*Problem to work on*
Throughout the entries below, report every line where "match" is found.
*** Source data Section Begins ***
//! Column layouts, row decoding and the client/route merge.

use std::collections::HashMap;

use chrono::{DateTime, Duration, Utc};

use crate::format::format_bytes;
use crate::time::parse_pair;
use crate::types::{
    ClientSession, Dialect, ParseOptions, SkipReason, SkippedLine, StatusSnapshot,
    ONLINE_WINDOW_SECS,
};

/// Explicit username values that mean "not supplied".
const USERNAME_PLACEHOLDERS: [&str; 4] = ["UNDEF", "UNKNOWN", "-", ""];

// ---------------------------------------------------------------------------
// Layouts
// ---------------------------------------------------------------------------

/// Position of each client-list column, relative to the first field after the
/// record tag (tagged) or the start of the row (legacy).
#[derive(Debug, Clone, PartialEq, Eq)]
pub(crate) struct ClientColumns {
    common_name: usize,
    bytes_received: usize,
    bytes_sent: usize,
    real_address: Option<usize>,
    virtual_address: Option<usize>,
    virtual_ipv6_address: Option<usize>,
    connected_since_text: Option<usize>,
    connected_since_epoch: Option<usize>,
    username: Option<usize>,
    client_id: Option<usize>,
    peer_id: Option<usize>,
    cipher: Option<usize>,
}

impl ClientColumns {
    pub(crate) fn tagged_default() -> Self {
        Self {
            common_name: 0,
            real_address: Some(1),
            virtual_address: Some(2),
            virtual_ipv6_address: Some(3),
            bytes_received: 4,
            bytes_sent: 5,
            connected_since_text: Some(6),
            connected_since_epoch: Some(7),
            username: Some(8),
            client_id: Some(9),
            peer_id: Some(10),
            cipher: Some(11),
        }
    }

    pub(crate) fn legacy_default() -> Self {
        Self {
            common_name: 0,
            real_address: Some(1),
            virtual_address: None,
            virtual_ipv6_address: None,
            bytes_received: 2,
            bytes_sent: 3,
            connected_since_text: Some(4),
            connected_since_epoch: None,
            username: None,
            client_id: None,
            peer_id: None,
            cipher: None,
        }
    }

    /// Layout from header column names. `None` unless the common name and
    /// both byte counters are present.
    pub(crate) fn from_header(names: &[&str]) -> Option<Self> {
        let find = |wanted: &str| position(names, wanted);
        Some(Self {
            common_name: find("common name")?,
            bytes_received: find("bytes received")?,
            bytes_sent: find("bytes sent")?,
            real_address: find("real address"),
            virtual_address: find("virtual address"),
            virtual_ipv6_address: find("virtual ipv6 address"),
            connected_since_text: find("connected since"),
            connected_since_epoch: find("connected since (time_t)"),
            username: find("username"),
            client_id: find("client id"),
            peer_id: find("peer id"),
            cipher: find("data channel cipher"),
        })
    }

    fn min_fields(&self) -> usize {
        self.common_name.max(self.bytes_received).max(self.bytes_sent) + 1
    }
}

#[derive(Debug, Clone, PartialEq, Eq)]
pub(crate) struct RouteColumns {
    common_name: usize,
    virtual_address: Option<usize>,
    real_address: Option<usize>,
    last_ref_text: Option<usize>,
    last_ref_epoch: Option<usize>,
}

impl RouteColumns {
    pub(crate) fn tagged_default() -> Self {
        Self {
            virtual_address: Some(0),
            common_name: 1,
            real_address: Some(2),
            last_ref_text: Some(3),
            last_ref_epoch: Some(4),
        }
    }

    pub(crate) fn legacy_default() -> Self {
        Self {
            last_ref_epoch: None,
            ..Self::tagged_default()
        }
    }

    pub(crate) fn from_header(names: &[&str]) -> Option<Self> {
        let find = |wanted: &str| position(names, wanted);
        Some(Self {
            common_name: find("common name")?,
            virtual_address: find("virtual address"),
            real_address: find("real address"),
            last_ref_text: find("last ref"),
            last_ref_epoch: find("last ref (time_t)"),
        })
    }

    fn min_fields(&self) -> usize {
        self.common_name + 1
    }
}

fn position(names: &[&str], wanted: &str) -> Option<usize> {
    names
        .iter()
        .position(|name| name.trim().eq_ignore_ascii_case(wanted))
}

/// Which block of the status file the decoder is in.
#[derive(Debug, Clone, PartialEq, Eq)]
pub(crate) enum Section {
    None,
    ClientList(ClientColumns),
    RoutingTable(RouteColumns),
    GlobalStats,
}

// ---------------------------------------------------------------------------
// Rows
// ---------------------------------------------------------------------------

#[derive(Debug, Clone)]
struct ClientRow {
    common_name: String,
    username: Option<String>,
    real_address: String,
    virtual_address: String,
    virtual_ipv6_address: Option<String>,
    bytes_received: u64,
    bytes_sent: u64,
    connected_since: Option<(DateTime<Utc>, i64)>,
    client_id: String,
    peer_id: String,
    cipher: String,
}

#[derive(Debug, Clone)]
struct RouteRow {
    virtual_address: String,
    real_address: String,
    last_ref: Option<(DateTime<Utc>, i64)>,
}

fn field<'a>(fields: &[&'a str], idx: Option<usize>) -> &'a str {
    idx.and_then(|i| fields.get(i)).map_or("", |f| f.trim())
}

fn opt_field<'a>(fields: &[&'a str], idx: Option<usize>) -> Option<&'a str> {
    Some(field(fields, idx)).filter(|f| !f.is_empty())
}

fn parse_counter(fields: &[&str], idx: usize, column: &'static str) -> Result<u64, SkipReason> {
    let raw = field(fields, Some(idx));
    raw.parse().map_err(|_| SkipReason::InvalidNumber {
        column,
        value: raw.to_string(),
    })
}

fn decode_client(fields: &[&str], cols: &ClientColumns) -> Result<ClientRow, SkipReason> {
    let expected = cols.min_fields();
    if fields.len() < expected {
        return Err(SkipReason::TooFewFields {
            expected,
            found: fields.len(),
        });
    }
    let common_name = field(fields, Some(cols.common_name));
    if common_name.is_empty() {
        return Err(SkipReason::EmptyCommonName);
    }
    Ok(ClientRow {
        common_name: common_name.to_string(),
        username: cols.username.map(|i| field(fields, Some(i)).to_string()),
        real_address: field(fields, cols.real_address).to_string(),
        virtual_address: field(fields, cols.virtual_address).to_string(),
        virtual_ipv6_address: opt_field(fields, cols.virtual_ipv6_address).map(str::to_string),
        bytes_received: parse_counter(fields, cols.bytes_received, "bytes received")?,
        bytes_sent: parse_counter(fields, cols.bytes_sent, "bytes sent")?,
        connected_since: parse_pair(
            opt_field(fields, cols.connected_since_epoch),
            opt_field(fields, cols.connected_since_text),
        ),
        client_id: field(fields, cols.client_id).to_string(),
        peer_id: field(fields, cols.peer_id).to_string(),
        cipher: field(fields, cols.cipher).to_string(),
    })
}

fn decode_route(fields: &[&str], cols: &RouteColumns) -> Result<(String, RouteRow), SkipReason> {
    let expected = cols.min_fields();
    if fields.len() < expected {
        return Err(SkipReason::TooFewFields {
            expected,
            found: fields.len(),
        });
    }
    let common_name = field(fields, Some(cols.common_name));
    if common_name.is_empty() {
        return Err(SkipReason::EmptyCommonName);
    }
    let row = RouteRow {
        virtual_address: field(fields, cols.virtual_address).to_string(),
        real_address: field(fields, cols.real_address).to_string(),
        last_ref: parse_pair(
            opt_field(fields, cols.last_ref_epoch),
            opt_field(fields, cols.last_ref_text),
        ),
    };
    Ok((common_name.to_string(), row))
}

// ---------------------------------------------------------------------------
// Accumulator
// ---------------------------------------------------------------------------

/// Everything one forward pass collects before the merge.
#[derive(Debug, Default)]
pub(crate) struct Accumulator {
    pub(crate) log_time: Option<DateTime<Utc>>,
    clients: HashMap<String, ClientRow>,
    routes: HashMap<String, RouteRow>,
    skipped: Vec<SkippedLine>,
}

impl Accumulator {
    pub(crate) fn skip(&mut self, line: usize, reason: SkipReason) {
        self.skipped.push(SkippedLine { line, reason });
    }

    /// Later rows for the same common name replace earlier ones.
    pub(crate) fn client(&mut self, line: usize, fields: &[&str], cols: &ClientColumns) {
        match decode_client(fields, cols) {
            Ok(row) => {
                self.clients.insert(row.common_name.clone(), row);
            }
            Err(reason) => self.skip(line, reason),
        }
    }

    /// Duplicate common names keep the row with the later last-ref.
    pub(crate) fn route(&mut self, line: usize, fields: &[&str], cols: &RouteColumns) {
        let (common_name, row) = match decode_route(fields, cols) {
            Ok(decoded) => decoded,
            Err(reason) => return self.skip(line, reason),
        };
        let incoming = row.last_ref.map(|(at, _)| at);
        let keep_existing = self
            .routes
            .get(&common_name)
            .is_some_and(|existing| existing.last_ref.map(|(at, _)| at) >= incoming);
        if !keep_existing {
            self.routes.insert(common_name, row);
        }
    }

    /// Join client rows with routing rows and derive online state. `now` is
    /// the wall-clock instant used for durations and for the online window
    /// when the file carried no timestamp.
    pub(crate) fn finish(
        self,
        dialect: Option<Dialect>,
        options: &ParseOptions,
        now: DateTime<Utc>,
    ) -> StatusSnapshot {
        let reference = self.log_time.unwrap_or(now);
        let window = Duration::seconds(ONLINE_WINDOW_SECS);
        let routes = self.routes;

        let clients = self
            .clients
            .into_iter()
            .map(|(common_name, row)| {
                let route = routes.get(&common_name);
                let last_ref = route.and_then(|r| r.last_ref);
                let virtual_address = route
                    .map(|r| r.virtual_address.as_str())
                    .filter(|v| !v.is_empty())
                    .unwrap_or(row.virtual_address.as_str())
                    .to_string();
                let real_address = if row.real_address.is_empty() {
                    route.map(|r| r.real_address.clone()).unwrap_or_default()
                } else {
                    row.real_address
                };
                let online_duration_secs = row
                    .connected_since
                    .map_or(0, |(since, _)| (now - since).num_seconds().max(0) as u64);

                let session = ClientSession {
                    username: derive_username(&common_name, row.username.as_deref(), options),
                    common_name: common_name.clone(),
                    real_address,
                    virtual_address,
                    virtual_ipv6_address: row.virtual_ipv6_address,
                    bytes_received: row.bytes_received,
                    bytes_sent: row.bytes_sent,
                    bytes_received_text: format_bytes(row.bytes_received),
                    bytes_sent_text: format_bytes(row.bytes_sent),
                    connected_since: row.connected_since.map(|(at, _)| at),
                    connected_since_epoch: row.connected_since.map_or(0, |(_, raw)| raw),
                    last_ref: last_ref.map(|(at, _)| at),
                    last_ref_epoch: last_ref.map_or(0, |(_, raw)| raw),
                    client_id: row.client_id,
                    peer_id: row.peer_id,
                    cipher: row.cipher,
                    is_online: last_ref.is_some_and(|(at, _)| reference - at <= window),
                    online_duration_secs,
                };
                (common_name, session)
            })
            .collect();

        StatusSnapshot {
            dialect,
            log_time: self.log_time,
            clients,
            skipped: self.skipped,
        }
    }
}

/// Explicit username unless it is a placeholder, otherwise the common name
/// with the configured prefix removed.
pub(crate) fn derive_username(
    common_name: &str,
    explicit: Option<&str>,
    options: &ParseOptions,
) -> String {
    if let Some(name) = explicit.map(str::trim).filter(|n| !is_placeholder(n)) {
        return name.to_string();
    }
    options
        .common_name_prefix
        .as_deref()
        .filter(|prefix| !prefix.is_empty())
        .and_then(|prefix| common_name.strip_prefix(prefix))
        .filter(|rest| !rest.is_empty())
        .unwrap_or(common_name)
        .to_string()
}

fn is_placeholder(name: &str) -> bool {
    USERNAME_PLACEHOLDERS
        .iter()
        .any(|p| name.eq_ignore_ascii_case(p))
}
*** Source data Section Ends ***
*Solution for this task*
        match decode_client(fields, cols) {
        let (common_name, row) = match decode_route(fields, cols) {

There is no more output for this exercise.